More executive turnover at athenahealth: COO David Robinson and corporate development SVP Nancy Brown will leave the company, replaced by CTO Ed Park and SVP Derek Hedges, respectively. Market reaction was negative, with shares dropping nearly 9% and closing barely above their 52-week low. Stock price has retreated nearly 50% in five months.
Everybody who’s worked in a academic medical center will be surprised that this is newsworthy: the worst month to be hospitalized is July, when the fresh crop of medical residents starts making their newbie mistakes. At our place, it’s full alert month as residents starting ordering non-existent drugs and tests, make major diagnostic errors, and fumble their way through their first cases. No wonder the attendings have gray hair.
Free EMR vendor Practice Fusion will partner with Dell to offer hardware, software, and services to physician practices. A package for 3-4 users (PCs, scanners, printers, and connectivity hardware) will cost around $3,000. The press release notes that the company has doubled headcount to 41 since fall.

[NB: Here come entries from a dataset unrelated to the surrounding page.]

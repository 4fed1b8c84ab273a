use std::sync::atomic::{AtomicBool, Ordering};
use std::sync::Arc;
use std::time::Duration;

use log::{debug, error, info};
use tokio::sync::watch;
use tokio::task::JoinHandle;
use tokio::time::{self, Instant, MissedTickBehavior};

use super::sink::{AlertSink, FrameSource, LoggingAlertSink, StatusSink};
use crate::core::vision::config::DEFAULT_INTERVAL_MS;
use crate::core::vision::{DetectionError, DetectionPipeline, DetectorStats, PipelineOutcome};

pub const STATUS_ACTIVE: &str = "Detection active - monitoring for trash vs normal items";
pub const STATUS_PAUSED: &str = "Detection paused";
pub const STATUS_ERROR: &str = "Detection error occurred";

/// 检测会话，`stop` 后可取回并重新启动
pub struct DetectionSession {
    pipeline: DetectionPipeline,
    source: Arc<dyn FrameSource>,
    alerts: Arc<dyn AlertSink>,
    status: Arc<dyn StatusSink>,
    alerts_enabled: Arc<AtomicBool>,
    interval: Duration,
}

impl DetectionSession {
    pub fn new(pipeline: DetectionPipeline, source: Arc<dyn FrameSource>) -> Self {
        Self {
            pipeline,
            source,
            alerts: Arc::new(LoggingAlertSink),
            status: Arc::new(LoggingAlertSink),
            alerts_enabled: Arc::new(AtomicBool::new(true)),
            interval: Duration::from_millis(DEFAULT_INTERVAL_MS),
        }
    }

    pub fn with_alert_sink(mut self, alerts: Arc<dyn AlertSink>) -> Self {
        self.alerts = alerts;
        self
    }

    pub fn with_status_sink(mut self, status: Arc<dyn StatusSink>) -> Self {
        self.status = status;
        self
    }

    pub fn with_interval(mut self, interval: Duration) -> Self {
        self.interval = interval;
        self
    }

    pub fn with_alerts_enabled(self, enabled: bool) -> Self {
        self.set_alerts_enabled(enabled);
        self
    }

    pub fn set_alerts_enabled(&self, enabled: bool) {
        self.alerts_enabled.store(enabled, Ordering::SeqCst);
    }

    pub fn alerts_enabled(&self) -> bool {
        self.alerts_enabled.load(Ordering::SeqCst)
    }

    pub fn interval(&self) -> Duration {
        self.interval
    }

    pub fn stats(&self) -> DetectorStats {
        self.pipeline.stats()
    }

    /// 单轮检测：取帧 → 分类 → 通知（宿主自己驱动定时器时使用）
    pub fn run_cycle(&mut self) -> Result<PipelineOutcome, DetectionError> {
        let outcome = self.evaluate();
        self.dispatch(&outcome);
        outcome
    }

    fn evaluate(&mut self) -> Result<PipelineOutcome, DetectionError> {
        match self.source.capture() {
            Ok(Some(frame)) => self.pipeline.process_frame(&frame),
            Ok(None) | Err(DetectionError::FrameNotReady) => Ok(self.pipeline.record_not_ready()),
            Err(e) => Err(self.pipeline.record_capture_failure(e)),
        }
    }

    fn dispatch(&self, outcome: &Result<PipelineOutcome, DetectionError>) {
        match outcome {
            Ok(PipelineOutcome::Reported(verdict)) => {
                self.status.on_status(&verdict.summary());
                if verdict.trash_detected && self.alerts_enabled() {
                    info!("🚨 Trash alert: {}", verdict.trash_items.join(", "));
                    self.alerts.on_trash(&verdict.trash_items);
                }
            }
            Ok(PipelineOutcome::Suppressed) | Ok(PipelineOutcome::Skipped(_)) => {}
            Err(e) => {
                error!("❌ Detection cycle failed: {}", e);
                self.status.on_status(STATUS_ERROR);
            }
        }
    }

    /// 在当前 Tokio runtime 上启动，第一轮在一个间隔之后
    pub fn start(mut self) -> SessionHandle {
        self.pipeline.reset_cache();
        self.status.on_status(STATUS_ACTIVE);
        info!("▶️ Detection session started, interval {:?}", self.interval);

        let alive = Arc::new(AtomicBool::new(true));
        let (stop_tx, mut stop_rx) = watch::channel(false);
        let alerts_enabled = self.alerts_enabled.clone();
        let task_alive = alive.clone();
        let first_tick = Instant::now() + self.interval;

        let task = tokio::spawn(async move {
            let mut ticker = time::interval_at(first_tick, self.interval);
            ticker.set_missed_tick_behavior(MissedTickBehavior::Delay);

            loop {
                tokio::select! {
                    biased;
                    _ = stop_rx.changed() => break,
                    _ = ticker.tick() => {
                        let outcome = self.evaluate();
                        if !task_alive.load(Ordering::SeqCst) {
                            debug!("⏹️ Session stopped mid-cycle, result discarded");
                            break;
                        }
                        self.dispatch(&outcome);
                    }
                }
            }
            self
        });

        SessionHandle {
            stop_tx,
            alive,
            alerts_enabled,
            task,
        }
    }
}

/// 运行中的会话句柄，`stop` 返回会话本身
pub struct SessionHandle {
    stop_tx: watch::Sender<bool>,
    alive: Arc<AtomicBool>,
    alerts_enabled: Arc<AtomicBool>,
    task: JoinHandle<DetectionSession>,
}

impl SessionHandle {
    pub fn is_running(&self) -> bool {
        self.alive.load(Ordering::SeqCst) && !self.task.is_finished()
    }

    pub fn set_alerts_enabled(&self, enabled: bool) {
        self.alerts_enabled.store(enabled, Ordering::SeqCst);
    }

    /// 取消后续检测，等待进行中的一轮结束
    pub async fn stop(self) -> Result<DetectionSession, DetectionError> {
        self.alive.store(false, Ordering::SeqCst);
        let _ = self.stop_tx.send(true);

        let session = self
            .task
            .await
            .map_err(|e| DetectionError::Session(e.to_string()))?;
        session.status.on_status(STATUS_PAUSED);
        info!("⏸️ Detection session stopped");
        Ok(session)
    }
}

#[cfg(test)]
mod tests {
    use super::*;
    use crate::core::session::sink::{ChannelSink, SessionEvent, SharedFrameSlot};
    use crate::core::vision::{
        DecisionPolicy, Feature, FixedExtractor, Frame, HeuristicAnalyzer, RawAnalysis,
        ThresholdTable,
    };
    use std::sync::atomic::AtomicU64;
    use tokio::sync::mpsc::UnboundedReceiver;

    const BOTTLE: u64 = 1;
    const HAND: u64 = 2;
    const BROKEN: u64 = 3;

    /// 帧号决定场景
    fn scripted_pipeline() -> DetectionPipeline {
        let extractor = FixedExtractor::with_pattern(|frame| match frame.frame_number {
            BOTTLE => RawAnalysis::from_counts(
                100,
                &[
                    (Feature::PlasticBottle, 20),
                    (Feature::BottleShape, 10),
                    (Feature::ObjectContent, 40),
                ],
            ),
            HAND => RawAnalysis::from_counts(100, &[(Feature::SkinTone, 30)]),
            _ => Err(DetectionError::Extraction("sensor glitch".into())),
        });
        let analyzer = HeuristicAnalyzer::with_parts(
            Box::new(extractor),
            ThresholdTable::default(),
            DecisionPolicy::default(),
        )
        .unwrap();
        DetectionPipeline::with_analyzer(Box::new(analyzer))
    }

    fn scene(frame_number: u64) -> Frame {
        Frame::new(2, 2, vec![0u8; 16], 0, frame_number)
    }

    fn session(slot: &SharedFrameSlot) -> (DetectionSession, UnboundedReceiver<SessionEvent>) {
        let (sink, rx) = ChannelSink::channel();
        let sink = Arc::new(sink);
        let session = DetectionSession::new(scripted_pipeline(), Arc::new(slot.clone()))
            .with_alert_sink(sink.clone())
            .with_status_sink(sink);
        (session, rx)
    }

    fn drain(rx: &mut UnboundedReceiver<SessionEvent>) -> Vec<SessionEvent> {
        let mut events = Vec::new();
        while let Ok(event) = rx.try_recv() {
            events.push(event);
        }
        events
    }

    fn status(s: &str) -> SessionEvent {
        SessionEvent::Status(s.to_string())
    }

    #[test]
    fn test_run_cycle_reports_then_suppresses() {
        let slot = SharedFrameSlot::new();
        let (mut session, mut rx) = session(&slot);

        slot.push(scene(BOTTLE));
        assert!(matches!(session.run_cycle().unwrap(), PipelineOutcome::Reported(_)));
        assert_eq!(session.run_cycle().unwrap(), PipelineOutcome::Suppressed);

        slot.push(scene(HAND));
        session.run_cycle().unwrap();

        assert_eq!(
            drain(&mut rx),
            vec![
                status("🗑️ Trash detected: plastic bottle"),
                SessionEvent::Trash(vec!["plastic bottle".into()]),
                status("✅ Normal items detected: person/hand"),
            ]
        );
    }

    #[test]
    fn test_missing_frame_is_silent() {
        let slot = SharedFrameSlot::new();
        let (mut session, mut rx) = session(&slot);

        assert!(matches!(session.run_cycle().unwrap(), PipelineOutcome::Skipped(_)));
        assert!(drain(&mut rx).is_empty());
        assert_eq!(session.stats().skipped_frames, 1);
    }

    #[test]
    fn test_not_ready_error_is_silent() {
        let (sink, mut rx) = ChannelSink::channel();
        let source = || -> Result<Option<Frame>, DetectionError> { Err(DetectionError::FrameNotReady) };
        let mut session = DetectionSession::new(scripted_pipeline(), Arc::new(source))
            .with_status_sink(Arc::new(sink));

        assert!(session.run_cycle().is_ok());
        assert!(drain(&mut rx).is_empty());
    }

    #[test]
    fn test_capture_error_counts_as_failed() {
        let (sink, mut rx) = ChannelSink::channel();
        let source = || -> Result<Option<Frame>, DetectionError> {
            Err(DetectionError::Extraction("camera disconnected".into()))
        };
        let mut session = DetectionSession::new(scripted_pipeline(), Arc::new(source))
            .with_status_sink(Arc::new(sink));

        assert!(session.run_cycle().is_err());
        assert_eq!(drain(&mut rx), vec![status(STATUS_ERROR)]);
        assert_eq!(session.stats().failed_frames, 1);
        assert_eq!(session.stats().skipped_frames, 0);
    }

    #[test]
    fn test_error_reports_status_and_continues() {
        let slot = SharedFrameSlot::new();
        let (mut session, mut rx) = session(&slot);

        slot.push(scene(BROKEN));
        assert!(session.run_cycle().is_err());
        slot.push(scene(HAND));
        assert!(session.run_cycle().is_ok());

        assert_eq!(
            drain(&mut rx),
            vec![status(STATUS_ERROR), status("✅ Normal items detected: person/hand")]
        );
    }

    #[test]
    fn test_alerts_disabled_keeps_status() {
        let slot = SharedFrameSlot::new();
        let (session, mut rx) = session(&slot);
        let mut session = session.with_alerts_enabled(false);

        slot.push(scene(BOTTLE));
        session.run_cycle().unwrap();

        assert_eq!(drain(&mut rx), vec![status("🗑️ Trash detected: plastic bottle")]);
    }

    #[tokio::test(start_paused = true)]
    async fn test_first_cycle_after_one_interval() {
        let slot = SharedFrameSlot::new();
        let (session, mut rx) = session(&slot);
        slot.push(scene(BOTTLE));

        let handle = session.start();
        assert!(handle.is_running());
        assert_eq!(drain(&mut rx), vec![status(STATUS_ACTIVE)]);

        time::sleep(Duration::from_millis(2999)).await;
        assert!(drain(&mut rx).is_empty());

        time::sleep(Duration::from_millis(2)).await;
        assert_eq!(
            drain(&mut rx),
            vec![
                status("🗑️ Trash detected: plastic bottle"),
                SessionEvent::Trash(vec!["plastic bottle".into()]),
            ]
        );

        // 下一轮场景不变
        time::sleep(Duration::from_millis(3000)).await;
        assert!(drain(&mut rx).is_empty());

        let session = handle.stop().await.unwrap();
        assert_eq!(drain(&mut rx), vec![status(STATUS_PAUSED)]);
        assert_eq!(session.stats().reported_verdicts, 1);
        assert_eq!(session.stats().suppressed_verdicts, 1);
    }

    #[tokio::test(start_paused = true)]
    async fn test_no_cycles_after_stop_and_restart_resets_cache() {
        let slot = SharedFrameSlot::new();
        let (session, mut rx) = session(&slot);
        slot.push(scene(BOTTLE));

        let handle = session.start();
        time::sleep(Duration::from_millis(3500)).await;
        let session = handle.stop().await.unwrap();
        drain(&mut rx);

        time::sleep(Duration::from_millis(10_000)).await;
        assert!(drain(&mut rx).is_empty());

        let handle = session.start();
        time::sleep(Duration::from_millis(3500)).await;
        assert_eq!(
            drain(&mut rx),
            vec![
                status(STATUS_ACTIVE),
                status("🗑️ Trash detected: plastic bottle"),
                SessionEvent::Trash(vec!["plastic bottle".into()]),
            ]
        );
        handle.stop().await.unwrap();
    }

    #[tokio::test(start_paused = true)]
    async fn test_handle_toggles_alerts_while_running() {
        let slot = SharedFrameSlot::new();
        let (session, mut rx) = session(&slot);
        slot.push(scene(BOTTLE));

        let handle = session.start();
        handle.set_alerts_enabled(false);
        time::sleep(Duration::from_millis(3500)).await;

        let events = drain(&mut rx);
        assert!(!events.iter().any(|e| matches!(e, SessionEvent::Trash(_))));
        let session = handle.stop().await.unwrap();
        assert!(!session.alerts_enabled());
    }

    #[tokio::test(start_paused = true)]
    async fn test_cycles_keep_running_after_errors() {
        let calls = Arc::new(AtomicU64::new(0));
        let counter = calls.clone();
        let source = move || -> Result<Option<Frame>, DetectionError> {
            let n = counter.fetch_add(1, Ordering::SeqCst);
            Ok(Some(scene(if n == 0 { BROKEN } else { HAND })))
        };
        let (sink, mut rx) = ChannelSink::channel();
        let sink = Arc::new(sink);
        let session = DetectionSession::new(scripted_pipeline(), Arc::new(source))
            .with_alert_sink(sink.clone())
            .with_status_sink(sink)
            .with_interval(Duration::from_millis(1000));

        let handle = session.start();
        time::sleep(Duration::from_millis(2500)).await;
        handle.stop().await.unwrap();

        assert_eq!(calls.load(Ordering::SeqCst), 2);
        assert_eq!(
            drain(&mut rx),
            vec![
                status(STATUS_ACTIVE),
                status(STATUS_ERROR),
                status("✅ Normal items detected: person/hand"),
                status(STATUS_PAUSED),
            ]
        );
    }
}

Federal CTO Aneesh Chopra writes a Huffington Post editorial, talking up the Community Health Data Initiative and a competition for apps that encourage children to eat healthily. The CHDI work page has downloadable data sets in case you want to build something yourself. I really like that idea, especially after reading this result: “Recently a retired telecom employee in rural New Hampshire won $30,000 by proposing a new, scientific approach to helping forecast solar activity – solving the problem faster than NASA could have by itself and with a novel approach the agency had not considered.”
iSoft says its expected 2010 profit will fall short by half because its UK payments have been delayed over its missed go-live dates and political uncertainty.
Strange: Cannabis Medical Solutions announces its medical marijuana prepaid card, which includes a loyalty reward system.